I always have lame Tuesdays, it's like a universal rule.
Wednesdays are my astrologically in tune days. Never a prob.
Thursdays are why-can't-I-just-call-out-tomorrow days and Fridays are Fridays. Awes.

Tally is probably the best person to have this conversation with though because hes she a creep.
Originally his name was Twirl, but that kind of moniker wears off easily. Tally has been calling me Precious lately, or just Presh. I'm into it. He thinks I will hate it but he's wrong like always.
Tally used to tell the best stories about unloading trucks for a living. He lives in some podunk town in Pennsyltucky and is maybe the raddest thing to come out of the woods since Grendel.
Seriously.
He makes everyone laugh what with his slow mo winking and awkward joke delivery.
The first time he came to my mums in jersey we tried to start fires in the yard and we ate stir fry.
We also found out we speak in a similar retardo language and laughed about salt and pepper shakers the size of garden statues.
Tally looks like Holocaust Jesus but hes way less intense than the image projects. He's like a burst of dandelion scented wind passin through. He shows up in Chinatown eating raw chef Boyardee raviolis babbling about about making music out of old tape recorders, twigs and string.
Tally likes to drink rum and cokes and rubs it in my face that they are about 75 cents at these townie bars he frequents in PA. Sometimes I have to hear about him tripping balls and discovering the universe like a fucking mushroom yogi.

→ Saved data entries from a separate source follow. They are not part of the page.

// SPDX-FileCopyrightText: 2025-2026 RAprogramm <andrey.rozanov.vl@gmail.com>
// SPDX-License-Identifier: MIT

//! Bindable values.
//!
//! Every column value passes through [`Value`] before it reaches the driver.
//! Predicates and pending writes store values in this form so a statement
//! can be rendered once and bound in order.
//!
//! | Rust type | Value |
//! |-----------|-------|
//! | `bool` | `Bool` |
//! | `i8`..`i64`, `u8`..`u32` | `Integer` |
//! | `f32`, `f64` | `Real` |
//! | `String`, `str` | `Text` |
//! | `Vec<u8>`, `[u8]` | `Blob` |
//! | `Option<T>` | `Null` or the inner mapping |

use sqlx::{Sqlite, query::Query};

/// A single bindable SQL value.
#[derive(Debug, Clone, PartialEq)]
pub enum Value {
    /// SQL `NULL`.
    Null,

    /// 64-bit signed integer.
    Integer(i64),

    /// Double precision float.
    Real(f64),

    /// UTF-8 text.
    Text(String),

    /// Boolean, stored by SQLite as `0`/`1`.
    Bool(bool),

    /// Raw bytes.
    Blob(Vec<u8>)
}

impl Value {
    /// Whether this is SQL `NULL`.
    #[must_use]
    pub const fn is_null(&self) -> bool {
        matches!(self, Self::Null)
    }
}

/// Conversion of a Rust value into a bindable [`Value`].
///
/// Implemented for every column type the generator maps, and for
/// [`EntityId`](crate::EntityId) wrappers around them.
pub trait SqlValue {
    /// Convert to a bindable value.
    fn to_value(&self) -> Value;
}

macro_rules! integer_value {
    ($($ty:ty),*) => {
        $(
            impl SqlValue for $ty {
                fn to_value(&self) -> Value {
                    Value::Integer(i64::from(*self))
                }
            }
        )*
    };
}

integer_value!(i8, i16, i32, i64, u8, u16, u32);

impl SqlValue for f32 {
    fn to_value(&self) -> Value {
        Value::Real(f64::from(*self))
    }
}

impl SqlValue for f64 {
    fn to_value(&self) -> Value {
        Value::Real(*self)
    }
}

impl SqlValue for bool {
    fn to_value(&self) -> Value {
        Value::Bool(*self)
    }
}

impl SqlValue for str {
    fn to_value(&self) -> Value {
        Value::Text(self.to_owned())
    }
}

impl SqlValue for String {
    fn to_value(&self) -> Value {
        Value::Text(self.clone())
    }
}

impl SqlValue for [u8] {
    fn to_value(&self) -> Value {
        Value::Blob(self.to_vec())
    }
}

impl SqlValue for Vec<u8> {
    fn to_value(&self) -> Value {
        Value::Blob(self.clone())
    }
}

impl<V: SqlValue> SqlValue for Option<V> {
    fn to_value(&self) -> Value {
        self.as_ref().map_or(Value::Null, SqlValue::to_value)
    }
}

impl<V: SqlValue + ?Sized> SqlValue for &V {
    fn to_value(&self) -> Value {
        (**self).to_value()
    }
}

/// Bind values to a query in order.
pub(crate) fn bind_values<'q>(
    mut query: Query<'q, Sqlite, <Sqlite as sqlx::Database>::Arguments<'q>>,
    values: &[Value]
) -> Query<'q, Sqlite, <Sqlite as sqlx::Database>::Arguments<'q>> {
    for value in values {
        query = match value {
            Value::Null => query.bind(None::<i64>),
            Value::Integer(v) => query.bind(*v),
            Value::Real(v) => query.bind(*v),
            Value::Text(v) => query.bind(v.clone()),
            Value::Bool(v) => query.bind(*v),
            Value::Blob(v) => query.bind(v.clone())
        };
    }
    query
}
// SPDX-FileCopyrightText: 2025-2026 RAprogramm <andrey.rozanov.vl@gmail.com>
// SPDX-License-Identifier: MIT

//! Typed select builder.

use futures::{
    StreamExt,
    future,
    stream::{self, BoxStream}
};
use sqlx::SqliteConnection;
use tracing::debug;

use crate::{
    error::{Error, Result},
    expr::Expr,
    query::{SelectSpec, SortDirection, compile_select, fetch_records, group_rows},
    table::{Related, Table, TableDef},
    value::{Value, bind_values}
};

/// A select over table `T` under construction.
///
/// Builder methods consume and return the select:
///
/// ```rust,ignore
/// let movies = repo
///     .select()
///     .where_(MovieTable::DIRECTOR_ID.eq(director.id))
///     .and_where(MovieTable::TITLE.like("The %"))
///     .limit(10)
///     .all()
///     .await?;
/// ```
pub struct TypedSelect<'r, T: Table> {
    conn:     &'r mut SqliteConnection,
    related:  &'r [&'static TableDef],
    spec:     SelectSpec,
    compiled: Option<(String, Vec<Value>)>,
    marker:   std::marker::PhantomData<fn() -> T>
}

impl<'r, T: Table> TypedSelect<'r, T> {
    pub(crate) fn new(conn: &'r mut SqliteConnection, related: &'r [&'static TableDef]) -> Self {
        Self {
            conn,
            related,
            spec: SelectSpec::default(),
            compiled: None,
            marker: std::marker::PhantomData
        }
    }

    fn changed(mut self) -> Self {
        self.compiled = None;
        self
    }

    /// Replace the filter.
    #[must_use]
    pub fn where_(mut self, filter: Expr) -> Self {
        self.spec.filter = Some(filter);
        self.changed()
    }

    /// Conjoin `filter` with the current filter.
    #[must_use]
    pub fn and_where(mut self, filter: Expr) -> Self {
        self.spec.filter = Some(match self.spec.filter.take() {
            Some(current) => current.and(filter),
            None => filter
        });
        self.changed()
    }

    /// Disjoin `filter` with the current filter.
    #[must_use]
    pub fn or_where(mut self, filter: Expr) -> Self {
        self.spec.filter = Some(match self.spec.filter.take() {
            Some(current) => current.or(filter),
            None => filter
        });
        self.changed()
    }

    /// Return at most `limit` rows.
    #[must_use]
    pub fn limit(mut self, limit: u64) -> Self {
        self.spec.limit = Some(limit);
        self.changed()
    }

    /// Toggle `SELECT DISTINCT`.
    #[must_use]
    pub fn distinct(mut self, distinct: bool) -> Self {
        self.spec.distinct = distinct;
        self.changed()
    }

    /// Append an `ORDER BY` term.
    #[must_use]
    pub fn order_by<V>(mut self, column: crate::Column<T, V>, direction: SortDirection) -> Self {
        self.spec.order.push((column.column_ref(), direction));
        self.changed()
    }

    /// Rendered SQL and binds, mostly for inspection.
    ///
    /// # Errors
    ///
    /// Join errors.
    pub fn to_sql(&self) -> Result<(String, Vec<Value>)> {
        compile_select(T::def(), self.related, &self.spec)
    }

    /// Run and collect every record.
    ///
    /// # Errors
    ///
    /// Driver and join errors.
    pub async fn all(self) -> Result<Vec<T::Record>> {
        fetch_records::<T>(self.conn, self.related, &self.spec).await
    }

    /// Run and return the first record.
    ///
    /// Without joins this limits the query to one row. With joins the
    /// limit is left alone so the first record keeps every joined row.
    ///
    /// # Errors
    ///
    /// Driver and join errors.
    pub async fn first(mut self) -> Result<Option<T::Record>> {
        if self.related.is_empty() {
            self.spec.limit = Some(1);
        }
        Ok(self.all().await?.into_iter().next())
    }

    /// Run lazily, yielding records as rows arrive.
    ///
    /// The stream borrows the select; once it is dropped, `stream` can be
    /// called again to rerun the query. With joins, rows are buffered so
    /// they can be grouped per record.
    pub fn stream(&mut self) -> BoxStream<'_, Result<T::Record>> {
        if self.compiled.is_none() {
            match compile_select(T::def(), self.related, &self.spec) {
                Ok(compiled) => self.compiled = Some(compiled),
                Err(err) => return stream::once(future::ready(Err(err))).boxed()
            }
        }
        let Self {
            conn,
            related,
            compiled,
            ..
        } = self;
        let Some((sql, binds)) = compiled.as_ref() else {
            return stream::empty().boxed();
        };
        debug!(target: "crud_core", %sql, ?binds, "select stream");
        let query = bind_values(sqlx::query(sql), binds);

        if related.is_empty() {
            return query
                .fetch(&mut **conn)
                .map(|row| {
                    row.map_err(Error::from)
                        .and_then(|row| T::from_row(&row).map_err(Error::from))
                })
                .boxed();
        }

        let related = Related::new(*related);
        stream::once(async move {
            let rows = query.fetch_all(&mut **conn).await?;
            group_rows::<T>(&rows, related)
        })
        .map(|grouped| match grouped {
            Ok(records) => stream::iter(records.into_iter().map(Ok)).left_stream(),
            Err(err) => stream::once(future::ready(Err(err))).right_stream()
        })
        .flatten()
        .boxed()
    }
}
// SPDX-FileCopyrightText: 2025-2026 RAprogramm <andrey.rozanov.vl@gmail.com>
// SPDX-License-Identifier: MIT

//! Code synthesis into an emit model.
//!
//! An [`EmitUnit`] is plain data describing everything generated for one
//! entity. It carries names, literals and types but no token layout; the
//! [`render`](crate::render) stage turns it into source. Units are built
//! per entity and refer to other entities by name only, so the order of
//! synthesis does not matter.
//!
//! ```text
//! EmitUnit
//! ├── schema      table type, TableDef literals, column constants
//! ├── converters  from_row, from_joined_row, attach_back_references
//! ├── writers     write, write_except_auto_increment
//! ├── key         make_pk, find_by_id / delete_by_id parameters
//! ├── data        optional create-data record
//! └── related     create_with_related parameters
//! ```

use std::collections::HashSet;

use quote::format_ident;
use syn::{Ident, Type, Visibility};

use crate::{
    error::{Diagnostic, ErrorKind},
    graph::EntityGraph,
    model::{EntityModel, PrimaryKey, table_type_of},
    resolve::{ResolvedType, ResolvedTypes},
    validate::foreign_key_target
};

/// One column as the generated code sees it.
#[derive(Debug, Clone)]
pub struct ColumnSpec {
    /// Record field.
    pub field:          Ident,
    /// Record field visibility.
    pub vis:            Visibility,
    /// Typed column constant.
    pub constant:       Ident,
    /// Stored name.
    pub name:           String,
    /// Row alias in selects.
    pub alias:          String,
    /// Declared type.
    pub declared:       Type,
    /// Resolved type.
    pub resolved:       ResolvedType,
    /// SQL type.
    pub sql_type:       String,
    /// `NULL` allowed.
    pub nullable:       bool,
    /// Store-generated.
    pub auto_increment: bool,
    /// SQL default.
    pub default:        Option<String>,
    /// Declared in the column list rather than as the base id.
    pub listed:         bool
}

/// Base-provided integer key.
#[derive(Debug, Clone, PartialEq, Eq)]
pub struct BaseIdSpec {
    /// Column name.
    pub name:           String,
    /// Store-generated.
    pub auto_increment: bool
}

/// Foreign key constraint.
#[derive(Debug, Clone, PartialEq, Eq)]
pub struct ForeignKeySpec {
    /// Local column.
    pub column:        String,
    /// Target table.
    pub target_table:  String,
    /// Target column.
    pub target_column: String
}

/// Unique index.
#[derive(Debug, Clone, PartialEq, Eq)]
pub struct UniqueSpec {
    /// Index name.
    pub name:    String,
    /// Column names.
    pub columns: Vec<String>
}

/// Primary key of the record.
#[derive(Debug, Clone)]
pub enum KeySpec {
    /// `EntityId<ty, Self>`.
    Simple {
        /// Key field.
        field: Ident,
        /// Declared type.
        ty:    Type
    },

    /// `CompositeId` over the members in key order.
    Composite(Vec<(Ident, Type)>)
}

impl KeySpec {
    /// Key fields with declared types, in key order.
    #[must_use]
    pub fn fields(&self) -> Vec<(&Ident, &Type)> {
        match self {
            Self::Simple {
                field,
                ty
            } => vec![(field, ty)],
            Self::Composite(members) => members.iter().map(|(field, ty)| (field, ty)).collect()
        }
    }
}

/// Create-data record.
#[derive(Debug, Clone)]
pub struct DataSpec {
    /// Type name.
    pub ident:   Ident,
    /// Indices into [`EmitUnit::columns`].
    pub columns: Vec<usize>
}

/// Forward reference hydrated from the same row.
#[derive(Debug, Clone)]
pub struct ReferenceSpec {
    /// Record field.
    pub field:       Ident,
    /// Target schema type.
    pub target_type: Ident
}

/// Back-reference collected from grouped rows.
#[derive(Debug, Clone)]
pub struct BackReferenceSpec {
    /// Record field.
    pub field:       Ident,
    /// Target schema type.
    pub target_type: Ident,
    /// Collects every related record rather than the first.
    pub many:        bool
}

/// Optional related record accepted by `create_with_related`.
#[derive(Debug, Clone)]
pub struct RelatedParam {
    /// Parameter name.
    pub param:        Ident,
    /// Target schema type.
    pub target_type:  Ident,
    /// Local foreign key field receiving the key.
    pub fk_field:     Ident,
    /// Field of the created related record holding the key.
    pub source_field: Ident,
    /// The local field is `Option<_>` and the source is not.
    pub wrap_some:    bool
}

/// Everything generated for one entity.
#[derive(Debug, Clone)]
pub struct EmitUnit {
    /// Record type.
    pub entity:          Ident,
    /// Record visibility.
    pub vis:             Visibility,
    /// Schema type.
    pub table_type:      Ident,
    /// Table name.
    pub table_name:      String,
    /// Base-provided key.
    pub base_id:         Option<BaseIdSpec>,
    /// Every column in declaration order.
    pub columns:         Vec<ColumnSpec>,
    /// Explicit key declaration, absent with a base-provided key.
    pub primary_key:     Option<Vec<String>>,
    /// Key representation.
    pub key:             KeySpec,
    /// Foreign key constraints.
    pub foreign_keys:    Vec<ForeignKeySpec>,
    /// Unique indexes.
    pub unique_indexes:  Vec<UniqueSpec>,
    /// Create-data record.
    pub data:            Option<DataSpec>,
    /// Forward references.
    pub references:      Vec<ReferenceSpec>,
    /// Back-references.
    pub back_references: Vec<BackReferenceSpec>,
    /// Reference and back-reference fields, left empty by `from_row`.
    pub empty_fields:    Vec<Ident>,
    /// `create_with_related` parameters, when the operation is generated.
    pub related_create:  Option<Vec<RelatedParam>>
}

impl EmitUnit {
    /// Name of the repository alias.
    #[must_use]
    pub fn repo_alias(&self) -> Ident {
        format_ident!("{}Repo", self.entity)
    }

    /// Name of the repository extension trait.
    #[must_use]
    pub fn repository_trait(&self) -> Ident {
        format_ident!("{}Repository", self.entity)
    }

    /// Name of the `Table::Data` type.
    #[must_use]
    pub fn data_type(&self) -> &Ident {
        self.data.as_ref().map_or(&self.entity, |data| &data.ident)
    }
}

fn related_param_name(field: &Ident, taken: &mut HashSet<String>) -> Ident {
    let field_name = field.to_string();
    let stem = field_name.strip_suffix("_id").unwrap_or(&field_name);
    let usable = !stem.is_empty()
        && stem != "record"
        && !taken.contains(stem)
        && syn::parse_str::<Ident>(stem).is_ok();
    let name = if usable {
        stem.to_string()
    } else {
        format!("{field_name}_related")
    };
    taken.insert(name.clone());
    format_ident!("{}", name)
}

fn related_params(graph: &EntityGraph, entity: &EntityModel) -> Vec<RelatedParam> {
    let mut taken = HashSet::new();
    let mut params = Vec::new();
    for column in &entity.columns {
        let Some(fk) = &column.foreign_key else {
            continue;
        };
        if column.auto_increment {
            continue;
        }
        let Some(target) = graph.get(&fk.target) else {
            continue;
        };
        let Ok(source) = foreign_key_target(column, target) else {
            continue;
        };
        if source.nullable && !column.nullable {
            continue;
        }
        params.push(RelatedParam {
            param:        related_param_name(&column.field, &mut taken),
            target_type:  target.table_type(),
            fk_field:     column.field.clone(),
            source_field: source.field.clone(),
            wrap_some:    column.nullable && !source.nullable
        });
    }
    params
}

fn unresolved(entity: &EntityModel, field: &Ident) -> Diagnostic {
    Diagnostic::new(
        ErrorKind::UnresolvedColumnType {
            entity: entity.ident.to_string(),
            column: field.to_string()
        },
        entity.handle.field(field.to_string(), field.span())
    )
}

/// Synthesize the unit of the entity at `index`.
///
/// # Errors
///
/// `UnresolvedColumnType` when a column has no resolved type, or a foreign
/// key target vanished; both are ruled out by validation.
pub fn synthesize_entity(
    graph: &EntityGraph,
    types: &ResolvedTypes,
    index: usize
) -> Result<EmitUnit, Diagnostic> {
    let entity = &graph.entities()[index];
    let base_id = entity.has_base_id();

    let mut columns = Vec::with_capacity(entity.columns.len());
    let mut foreign_keys = Vec::new();
    for (position, column) in entity.columns.iter().enumerate() {
        let resolved = types
            .get(index, position)
            .cloned()
            .ok_or_else(|| unresolved(entity, &column.field))?;

        if let Some(fk) = &column.foreign_key {
            let (target, found) = graph
                .get(&fk.target)
                .and_then(|target| {
                    foreign_key_target(column, target)
                        .ok()
                        .map(|found| (target, found))
                })
                .ok_or_else(|| unresolved(entity, &column.field))?;
            foreign_keys.push(ForeignKeySpec {
                column:        column.name.clone(),
                target_table:  target.table.clone(),
                target_column: found.name.clone()
            });
        }

        columns.push(ColumnSpec {
            field: column.field.clone(),
            vis: column.vis.clone(),
            constant: column.dsl.clone(),
            name: column.name.clone(),
            alias: format!("{}__{}", entity.table, column.name),
            declared: column.ty.clone(),
            resolved,
            sql_type: column.sql_type(),
            nullable: column.nullable,
            auto_increment: column.auto_increment,
            default: column.default.as_ref().map(|default| default.to_sql()),
            listed: !(base_id && column.primary_key)
        });
    }

    let base = entity
        .simple_key()
        .filter(|_| base_id)
        .map(|column| BaseIdSpec {
            name:           column.name.clone(),
            auto_increment: column.auto_increment
        });

    let primary_key = (!base_id).then(|| entity.key_columns().map(|c| c.name.clone()).collect());

    let key = match &entity.primary_key {
        PrimaryKey::Simple(position) => {
            let column = &entity.columns[*position];
            KeySpec::Simple {
                field: column.field.clone(),
                ty:    column.ty.clone()
            }
        }
        PrimaryKey::Composite(_) => KeySpec::Composite(
            entity
                .key_columns()
                .map(|column| (column.field.clone(), column.ty.clone()))
                .collect()
        )
    };

    let unique_indexes = entity
        .unique_groups
        .iter()
        .map(|group| UniqueSpec {
            name:    group.name.clone(),
            columns: group
                .columns
                .iter()
                .map(|&position| entity.columns[position].name.clone())
                .collect()
        })
        .collect();

    let data = entity.needs_data_type().then(|| DataSpec {
        ident:   entity.data_type(),
        columns: entity
            .columns
            .iter()
            .enumerate()
            .filter(|(_, column)| !column.auto_increment)
            .map(|(position, _)| position)
            .collect()
    });

    let references: Vec<ReferenceSpec> = entity
        .references
        .iter()
        .map(|reference| ReferenceSpec {
            field:       reference.field.clone(),
            target_type: table_type_of(&reference.target)
        })
        .collect();

    let back_references: Vec<BackReferenceSpec> = entity
        .back_references
        .iter()
        .map(|back| BackReferenceSpec {
            field:       back.field.clone(),
            target_type: table_type_of(&back.target),
            many:        back.many
        })
        .collect();

    let empty_fields = references
        .iter()
        .map(|reference| reference.field.clone())
        .chain(back_references.iter().map(|back| back.field.clone()))
        .collect();

    let has_foreign_keys = entity.columns.iter().any(|c| c.foreign_key.is_some());
    let related_create = (has_foreign_keys || !entity.references.is_empty())
        .then(|| related_params(graph, entity));

    Ok(EmitUnit {
        entity: entity.ident.clone(),
        vis: entity.vis.clone(),
        table_type: entity.table_type(),
        table_name: entity.table.clone(),
        base_id: base,
        columns,
        primary_key,
        key,
        foreign_keys,
        unique_indexes,
        data,
        references,
        back_references,
        empty_fields,
        related_create
    })
}

/// Synthesize every entity of a resolved graph.
///
/// # Errors
///
/// Every unit that failed, see [`synthesize_entity`].
pub fn synthesize(graph: &EntityGraph, types: &ResolvedTypes) -> Result<Vec<EmitUnit>, Vec<Diagnostic>> {
    let mut units = Vec::with_capacity(graph.len());
    let mut diagnostics = Vec::new();
    for index in 0..graph.len() {
        match synthesize_entity(graph, types, index) {
            Ok(unit) => units.push(unit),
            Err(diagnostic) => diagnostics.push(diagnostic)
        }
    }
    if diagnostics.is_empty() {
        Ok(units)
    } else {
        Err(diagnostics)
    }
}
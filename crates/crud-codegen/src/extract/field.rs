// SPDX-FileCopyrightText: 2025-2026 RAprogramm <andrey.rozanov.vl@gmail.com>
// SPDX-License-Identifier: MIT

//! Field-level attribute parsing.
//!
//! | Attribute | Meaning |
//! |-----------|---------|
//! | `#[id]`, `#[id(auto_increment)]` | primary key member |
//! | `#[column(..)]` | see [`ColumnConfig`] |
//! | `#[foreign_key(Target)]`, `#[foreign_key(Target, column = "..")]` | foreign key |
//! | `#[references(Target)]`, `#[references(Target, columns(a, b))]` | forward reference |
//! | `#[back_reference(Target)]` | back-reference |
//! | `#[unique]`, `#[unique(group = "..")]` | unique index member |

use syn::{Attribute, Field, Ident, LitStr, Meta, Path, Type, Visibility};

use super::column::ColumnConfig;

/// Helper attributes recognised on fields.
pub const FIELD_ATTRIBUTES: &[&str] = &[
    "id",
    "column",
    "foreign_key",
    "references",
    "back_reference",
    "unique"
];

/// `#[id(...)]`
#[derive(Debug, Clone, Copy, Default, PartialEq, Eq)]
pub struct IdMarker {
    /// Store-generated value.
    pub auto_increment: bool
}

/// `#[foreign_key(...)]`
#[derive(Debug, Clone)]
pub struct ForeignKeyMarker {
    /// Target entity.
    pub target: Ident,
    /// Explicit target column.
    pub column: Option<String>
}

/// `#[references(...)]`
#[derive(Debug, Clone)]
pub struct ReferencesMarker {
    /// Target entity.
    pub target:  Ident,
    /// Explicit local foreign key columns.
    pub columns: Vec<Ident>
}

/// `#[unique(...)]`
#[derive(Debug, Clone, Default)]
pub struct UniqueMarker {
    /// Index group name.
    pub group: Option<String>
}

/// A field with its helper attributes parsed.
#[derive(Debug, Clone)]
pub struct RawField {
    /// Field identifier.
    pub ident:          Ident,
    /// Field visibility.
    pub vis:            Visibility,
    /// Declared type.
    pub ty:             Type,
    /// Primary key marker.
    pub id:             Option<IdMarker>,
    /// Column options.
    pub column:         ColumnConfig,
    /// Foreign key marker.
    pub foreign_key:    Option<ForeignKeyMarker>,
    /// Forward reference marker.
    pub references:     Option<ReferencesMarker>,
    /// Back-reference target.
    pub back_reference: Option<Ident>,
    /// Unique index marker.
    pub unique:         Option<UniqueMarker>
}

fn target_ident(path: &Path) -> syn::Result<Ident> {
    path.segments
        .last()
        .map(|segment| segment.ident.clone())
        .ok_or_else(|| syn::Error::new_spanned(path, "expected an entity type"))
}

fn parse_id(attr: &Attribute) -> syn::Result<IdMarker> {
    let mut marker = IdMarker::default();
    if let Meta::List(list) = &attr.meta {
        list.parse_nested_meta(|meta| {
            if meta.path.is_ident("auto_increment") {
                marker.auto_increment = true;
                Ok(())
            } else {
                Err(meta.error("expected `auto_increment`"))
            }
        })?;
    }
    Ok(marker)
}

fn parse_foreign_key(attr: &Attribute) -> syn::Result<ForeignKeyMarker> {
    let mut target = None;
    let mut column = None;
    attr.parse_nested_meta(|meta| {
        if target.is_none() {
            target = Some(target_ident(&meta.path)?);
        } else if meta.path.is_ident("column") {
            let value: LitStr = meta.value()?.parse()?;
            column = Some(value.value());
        } else {
            return Err(meta.error("expected `column = \"..\"`"));
        }
        Ok(())
    })?;
    let target =
        target.ok_or_else(|| syn::Error::new_spanned(attr, "expected #[foreign_key(Target)]"))?;
    Ok(ForeignKeyMarker {
        target,
        column
    })
}

fn parse_references(attr: &Attribute) -> syn::Result<ReferencesMarker> {
    let mut target = None;
    let mut columns = Vec::new();
    attr.parse_nested_meta(|meta| {
        if target.is_none() {
            target = Some(target_ident(&meta.path)?);
        } else if meta.path.is_ident("columns") {
            meta.parse_nested_meta(|inner| {
                columns.push(inner.path.require_ident()?.clone());
                Ok(())
            })?;
        } else {
            return Err(meta.error("expected `columns(..)`"));
        }
        Ok(())
    })?;
    let target =
        target.ok_or_else(|| syn::Error::new_spanned(attr, "expected #[references(Target)]"))?;
    Ok(ReferencesMarker {
        target,
        columns
    })
}

fn parse_unique(attr: &Attribute) -> syn::Result<UniqueMarker> {
    let mut marker = UniqueMarker::default();
    if let Meta::List(list) = &attr.meta {
        list.parse_nested_meta(|meta| {
            if meta.path.is_ident("group") {
                let value: LitStr = meta.value()?.parse()?;
                marker.group = Some(value.value());
                Ok(())
            } else {
                Err(meta.error("expected `group = \"..\"`"))
            }
        })?;
    }
    Ok(marker)
}

impl RawField {
    /// Parse a named field and its helper attributes.
    ///
    /// # Errors
    ///
    /// Malformed helper attributes, or an unnamed field.
    pub fn from_field(field: &Field) -> syn::Result<Self> {
        let ident = field
            .ident
            .clone()
            .ok_or_else(|| syn::Error::new_spanned(field, "entity fields must be named"))?;

        let mut raw = Self {
            ident,
            vis: field.vis.clone(),
            ty: field.ty.clone(),
            id: None,
            column: ColumnConfig::default(),
            foreign_key: None,
            references: None,
            back_reference: None,
            unique: None
        };

        for attr in &field.attrs {
            if attr.path().is_ident("id") {
                raw.id = Some(parse_id(attr)?);
            } else if attr.path().is_ident("column") {
                raw.column = ColumnConfig::from_attr(attr)?;
            } else if attr.path().is_ident("foreign_key") {
                raw.foreign_key = Some(parse_foreign_key(attr)?);
            } else if attr.path().is_ident("references") {
                raw.references = Some(parse_references(attr)?);
            } else if attr.path().is_ident("back_reference") {
                let path: Path = attr.parse_args()?;
                raw.back_reference = Some(target_ident(&path)?);
            } else if attr.path().is_ident("unique") {
                raw.unique = Some(parse_unique(attr)?);
            }
        }

        if (raw.references.is_some() || raw.back_reference.is_some())
            && (raw.id.is_some() || raw.foreign_key.is_some() || raw.unique.is_some())
        {
            return Err(syn::Error::new_spanned(
                field,
                "reference fields are not stored and cannot carry column attributes"
            ));
        }
        if raw.references.is_some() && raw.back_reference.is_some() {
            return Err(syn::Error::new_spanned(
                field,
                "a field is either a reference or a back reference"
            ));
        }

        Ok(raw)
    }

    /// Whether the field is stored as a column.
    #[must_use]
    pub const fn is_column(&self) -> bool {
        self.references.is_none() && self.back_reference.is_none()
    }
}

Tally annoys me so much sometimes I just want to break off his Olive Oil legs and beat him with them but then again he's the best thing to ever have found me on the internet. He is such a genius at being alive. Like not actually DOING anything, but having all this stuff to talk about anyway.

And ya can't tap thee-at.

2 comments:

Samantha West said...

These entries are making me day.

poops

also, i have the most horrific giggle ever.

goodlord.

hi said...

tap THE-AT!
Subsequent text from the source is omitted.